The All-Star Game is officially behind us, the unofficial halfway mark in the season whereupon the haves have separated themselves from the have-nots, and the race to the postseason has begun to solidify. Except, not in the American League’s Central Division, where first and last place are separated by just nine games and the favorite has failed miserably to meet expectations.
At the onset of the season, the Cleveland Indians were the overwhelming choice to run away with the Central. Yet here we sit in July and the Tribe owns just a 2.5-game lead over the Minnesota Twins, with the Kansas City Royals sitting just three back. This comes despite Cleveland being the only team in the division with a positive run differential by a large margin, and boasting a pitching staff that is statistically one of the best in all of MLB.
When we looked at the field and in the dugout Tuesday night in Miami, we saw five members of the Indians on hand for the midsummer classic (despite Corey Kluber being replaced on the roster and Terry Francona skipping the event to recuperate from his recent heart procedure), and just nine players from the other four teams in the division combined. On paper the Tribe is much more talented than its divisional peers, yet the wins and losses have yet to reflect that.
Francisco Lindor on #Indians inconsistency: "We’re still in first place, but we’re not satisfied with how we’re doing right now."— Tom Withers (@twithersAP) July 6, 2017
Cleveland is currently 47-40 and has a +74 run differential, good for third in the American League. According to its Pythagorean record (based on how many games they “should” win with that run differential), however, the team should be 51-36 and own a much more sizable 10-game lead in the central. Taking that into account, should Tribe fans be worried about a return to the postseason?
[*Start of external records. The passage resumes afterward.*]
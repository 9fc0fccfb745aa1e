//! A query session: configuration, provider and one pipeline whose cache is
//! shared by every query issued through it.

use pacmon_config::AppConfig;
use pacmon_core::{
    DetailLevel, ExpenditureProvider, FiscalYear, PipelineError, PipelineEvent, Selection,
};
use pacmon_pipeline::{BatchReport, Pipeline};
use std::sync::Arc;
use tokio::sync::broadcast::error::RecvError;
use tracing::{debug, warn};

use crate::render;

pub struct Session {
    config: AppConfig,
    pipeline: Pipeline,
}

impl Session {
    pub fn new(config: AppConfig, provider: Arc<dyn ExpenditureProvider>) -> Self {
        let pipeline = Pipeline::from_config(&config, provider);
        Self { config, pipeline }
    }

    /// Build the configured provider and a fresh pipeline.
    pub fn from_config(config: AppConfig) -> pacmon_core::Result<Self> {
        let provider = pacmon_providers::build_from_config(&config)?;
        Ok(Self::new(config, provider))
    }

    pub fn config(&self) -> &AppConfig {
        &self.config
    }

    pub fn pipeline(&self) -> &Pipeline {
        &self.pipeline
    }

    pub fn default_year(&self) -> Result<FiscalYear, PipelineError> {
        self.pipeline.check_year(self.config.years.default)
    }

    /// Validate the year and run one batch. With `progress`, per-fetch lines
    /// are printed on stderr while the batch runs.
    pub async fn query(
        &self,
        year: i32,
        selection: &Selection,
        detail: Option<DetailLevel>,
        progress: bool,
    ) -> Result<BatchReport, PipelineError> {
        let year = self.pipeline.check_year(year)?;
        let detail = detail.unwrap_or(self.pipeline.settings().detail);
        debug!(year = year.value(), %detail, ?selection, "Running query");

        let printer = progress.then(|| {
            let mut rx = self.pipeline.events().subscribe();
            let registry = self.pipeline.registry().clone();
            tokio::spawn(async move {
                loop {
                    match rx.recv().await {
                        Ok(event) => {
                            if let Some(line) = render::progress_line(&event, &registry) {
                                eprintln!("{line}");
                            }
                            if matches!(event.as_ref(), PipelineEvent::BatchFinished { .. }) {
                                break;
                            }
                        }
                        Err(RecvError::Lagged(skipped)) => {
                            debug!(skipped, "Progress printer fell behind");
                            continue;
                        }
                        Err(RecvError::Closed) => break,
                    }
                }
            })
        });

        let result = self.pipeline.run_with_detail(year, selection, detail).await;
        match &result {
            Ok(report) if !report.failures.is_empty() => {
                warn!(failed = report.failures.len(), "Query finished with failed actions");
            }
            Ok(_) => {}
            Err(e) => warn!(error = %e, "Query rejected"),
        }

        if let Some(handle) = printer {
            if result.is_ok() {
                let _ = handle.await;
            } else {
                handle.abort();
            }
        }

        result
    }
}

/// Turn `--program` values and `--all` into a selection. Values may be bare
/// codes, `"code - description"` options or the select-all marker.
pub fn selection_from_args(programs: &[String], all: bool) -> Selection {
    if all {
        Selection::SelectAll
    } else {
        Selection::from_options(programs)
    }
}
“You wouldn’t guess it from the standings, but if the Indians just keep playing the way they have been, they should be right in the thick of things again come October,” says Neil Paine in a column for FiveThirtyEight. “Cleveland has played much better this season than their Ws and Ls would indicate… The 2017 Indians have been superior to the 2016 version that ultimately ended up winning the AL pennant.”
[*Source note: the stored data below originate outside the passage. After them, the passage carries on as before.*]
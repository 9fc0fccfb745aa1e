pub mod config_cmd;
pub mod doctor;
pub mod init;
pub mod programs;
pub mod query;
pub mod shell;

use pacmon_config::{AppConfig, ConfigError};
use std::path::{Path, PathBuf};

/// Load the config file given by `--config`, or the default one.
/// Environment overrides apply either way.
pub fn load_config(path: Option<&Path>) -> Result<AppConfig, ConfigError> {
    match path {
        Some(path) => {
            let mut config = AppConfig::load_from(path)?;
            config.apply_env_overrides(|key| std::env::var(key).ok())?;
            Ok(config)
        }
        None => AppConfig::load(),
    }
}

pub fn config_file(path: Option<&Path>) -> PathBuf {
    path.map(Path::to_path_buf)
        .unwrap_or_else(|| AppConfig::config_dir().join("config.toml"))
}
Figuring out the reason for Cleveland’s underachieving relative to the rest of the division isn’t really touched on in great detail in Paine’s piece. It seems important to try to understand what the data says, as the postseason fortunes of a number of teams may well rest with whether the Indians put it all together in the second half.
For good measure, a look at wins above average puts the club No. 2 in the league behind the Houston Astros overall. But when broken down by position, that stat shows that, as far as the data is concerned, the position players are largely being kept afloat by the pitching staff:
I have two theories about this based upon the data I reviewed: the Tribe is top-heavy, which masks some of their deficiencies; and they’ve lacked an overall clutchness.
The top-heavy argument is actually a fairly easy one to make. Among position players, Jose Ramirez has posted an OPS+ of 150 and a bWAR of 3.6 prior to the all-star break, by far and away the top marks among everyday players on the roster. Among those with 200 plate appearances or more, only Lonnie Chisenhall (141), Edwin Encarnacion (119), and Michael Brantley (108) also have an OPS+ above 100, and no one else has been worth more than 1.6 bWAR.
The same results can be observed on the pitching side of things as well. Corey Kluber, Carlos Carrasco, and Mike Clevinger have each put up an ERA+ of 138 or better in the starting rotation, while Bryan Shaw, Cody Allen, and Andrew Miller are at 170, 182, and 336, respectively, out of the back end of the bullpen. No other Tribe starter has an ERA+ mark over 100, and no other reliever has seen more than a handful of high-leverage situations.
Clutchness is trickier, and not a term I’m a fan of given its connotation and the laziness with which baseball has historically used it as a defining trait of certain individual players. Individual clutchness is, to me, a fairy tale, great for building up a guy’s mythology and explaining away specific events without having to do any heavy intellectual lifting.
But team-wide clutchness, particularly over a large enough sample size, does seem to have something to it. The 87 games Cleveland has played to this point in the season seems a large enough sample to begin drawing conclusions about its situational performance. As a team, the Tribe has a slash line of .244/.322/.403 with runners in scoring position, and just .228/.300/.349 in those which are considered high-leverage. That performance leads to a dreadful clutch rating from FanGraphs of -6.29, which is dead last in the AL by a wide margin. For context, the Tribe was eighth in the clutch ranking in 2016 at -1.18.
The question for the stretch run of the season following the All-Star Break is whether or not that lack of clutchness will remain, or if Cleveland will regress back to normal in that regard. It’s the difference between the Indians playing to their potential or continuing to underperform. On the flip side, a lot depends on whether the Twins or Royals can keep exceeding expectations and thriving in spite of their sub-par performance. The good news for fans of the Tribe is that FiveThirtyEight still projects the team as the clear favorites in the central, and gives them the third-best odds of winning the World Series.
Of course, the games aren’t played on paper. If Cleveland hopes to complete the championship journey it fell short of last season, the on-field results will need to catch up to the data.
All data current through Tuesday, July 11th.